O DESENVOLVIMENTO FRUSTRADO
Lançado no dia 18 de outubro, o Índice Mineiro de Responsabilidade Social (IMRS) recebeu amplo destaque nos meios de comunicação de Minas Gerais. O IMRS é uma avaliação na qual são submetidos os municípios mineiros segundo a qualidade e quantidade de suas políticas públicas. Em matéria do dia 19/10/11, o Estado de Minas mostra o ranking dos municípios mineiros na pesquisa dando ênfase para o fato de que, dos 10 municípios melhores colocados no ranking, 8 têm na mineração uma de suas principais atividades econômicas, o que supostamente mostra “uma rota de riquezas minerais que fortalece economias e garante bem-estar para quem por ali escolher viver” . Por outro lado, os 10 piores são municípios do Vale do Jequitinhonha. A pesquisa foi realizada tendo como base 500 indicadores (dimensão grandiosa que não dá automaticamente validade à pesquisa) em 10 segmentos, como saúde, segurança, cultura, etc. Poderia muito bem entrar numa discussão sobre os métodos da pesquisa que levam em conta essa miríade de indicadores que num pequeno erro podem desvirtuar o resto da pesquisa, mas partirei do pressuposto que sim, a mineração garante maiores receitas para investimentos públicos por parte do município.

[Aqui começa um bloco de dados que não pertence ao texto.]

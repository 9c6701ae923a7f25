//! Special abilities
//!
//!     An ability group (`abilities_top`, `abilities_mid`, `abilities_bot`) is a list of
//!     records `{name, desc, traits, category}`, or the older keyed forms where the name is
//!     the key and the value the description:
//!
//!         abilities_mid: [{Ferocity: "..."}]
//!         abilities_mid: {Ferocity: "..."}

use super::coerce::{to_list, to_text};
use super::shapes::{field, mapping_entries};
use crate::codex::parsing::extract_action_glyph;
use crate::codex::statblock::{Ability, AbilityCategory};
use serde_yaml::{Mapping, Value};

pub fn normalize_abilities(value: Option<&Value>) -> Vec<Ability> {
    match value {
        Some(Value::Sequence(items)) => items
            .iter()
            .filter_map(Value::as_mapping)
            .flat_map(|map| {
                if field(map, &["name"]).is_some() {
                    vec![ability_from_record(map)]
                } else {
                    keyed_abilities(map)
                }
            })
            .collect(),
        Some(Value::Mapping(map)) => keyed_abilities(map),
        _ => Vec::new(),
    }
}

fn keyed_abilities(map: &Mapping) -> Vec<Ability> {
    mapping_entries(map)
        .into_iter()
        .map(|(name, value)| match value.as_mapping() {
            Some(record) => build_ability(&name, record),
            None => build_ability_text(&name, to_text(Some(value)).unwrap_or_default()),
        })
        .collect()
}

fn ability_from_record(map: &Mapping) -> Ability {
    let name = to_text(field(map, &["name"])).unwrap_or_default();
    build_ability(&name, map)
}

fn build_ability(name: &str, record: &Mapping) -> Ability {
    let mut ability = build_ability_text(
        name,
        to_text(field(record, &["desc", "description"])).unwrap_or_default(),
    );

    let traits: Vec<String> = to_list(field(record, &["traits"]))
        .into_iter()
        .map(|t| t.to_lowercase())
        .collect();
    ability.traits = (!traits.is_empty()).then_some(traits);
    ability.category = to_text(field(record, &["category"]))
        .and_then(|c| AbilityCategory::from_input(&c));
    ability
}

fn build_ability_text(name: &str, description: String) -> Ability {
    let (name, actions) = extract_action_glyph(name);
    Ability {
        name,
        description,
        traits: None,
        category: None,
        actions,
    }
}

#[cfg(test)]
mod tests {
    use super::*;
    use crate::codex::statblock::ActionCost;

    fn yaml(src: &str) -> Value {
        serde_yaml::from_str(src).unwrap()
    }

    #[test]
    fn test_record_shape() {
        let abilities = normalize_abilities(Some(&yaml(
            r#"
- name: Breath Weapon ⬺
  desc: The dragon breathes fire in a 30-foot cone.
  traits: [Arcane, Fire]
  category: Offensive
"#,
        )));
        assert_eq!(abilities.len(), 1);
        let ability = &abilities[0];
        assert_eq!(ability.name, "Breath Weapon");
        assert_eq!(ability.actions, Some(ActionCost::Two));
        assert_eq!(
            ability.traits,
            Some(vec!["arcane".to_string(), "fire".to_string()])
        );
        assert_eq!(ability.category, Some(AbilityCategory::Offensive));
    }

    #[test]
    fn test_keyed_shapes_match() {
        let array = normalize_abilities(Some(&yaml("[{Ferocity: Keeps fighting.}, {Scent: Smells.}]")));
        let flat = normalize_abilities(Some(&yaml("{Ferocity: Keeps fighting., Scent: Smells.}")));
        assert_eq!(array, flat);
        assert_eq!(array[0].name, "Ferocity");
        assert_eq!(array[0].description, "Keeps fighting.");
        assert_eq!(array[0].traits, None);
    }

    #[test]
    fn test_unknown_category_is_dropped() {
        let abilities = normalize_abilities(Some(&yaml("[{name: Aura, desc: x, category: passive}]")));
        assert_eq!(abilities[0].category, None);
    }

    #[test]
    fn test_scalar_group_is_empty() {
        assert!(normalize_abilities(Some(&yaml("nothing"))).is_empty());
    }
}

A primeira coisa que podemos dizer é que essa constatação acima é óbvia. Ora, se temos uma atividade econômica com grande produção de capital, e existem formas de arrecadação pública sobre essa atividade, consequentemente, ela incidirá positivamente no caixa das prefeituras locais, o que por sua vez garante um espaço maior de ação para políticas que vão atender melhor as necessidade e demandas da população local. Mas a reflexão não deve se deter aí, pois o que realmente importa nesse quadro quantitativo é a interpretação que fazemos dele, e sem essa reflexão mais profunda podemos nos enganar, a pesquisa pode ser mal utilizada.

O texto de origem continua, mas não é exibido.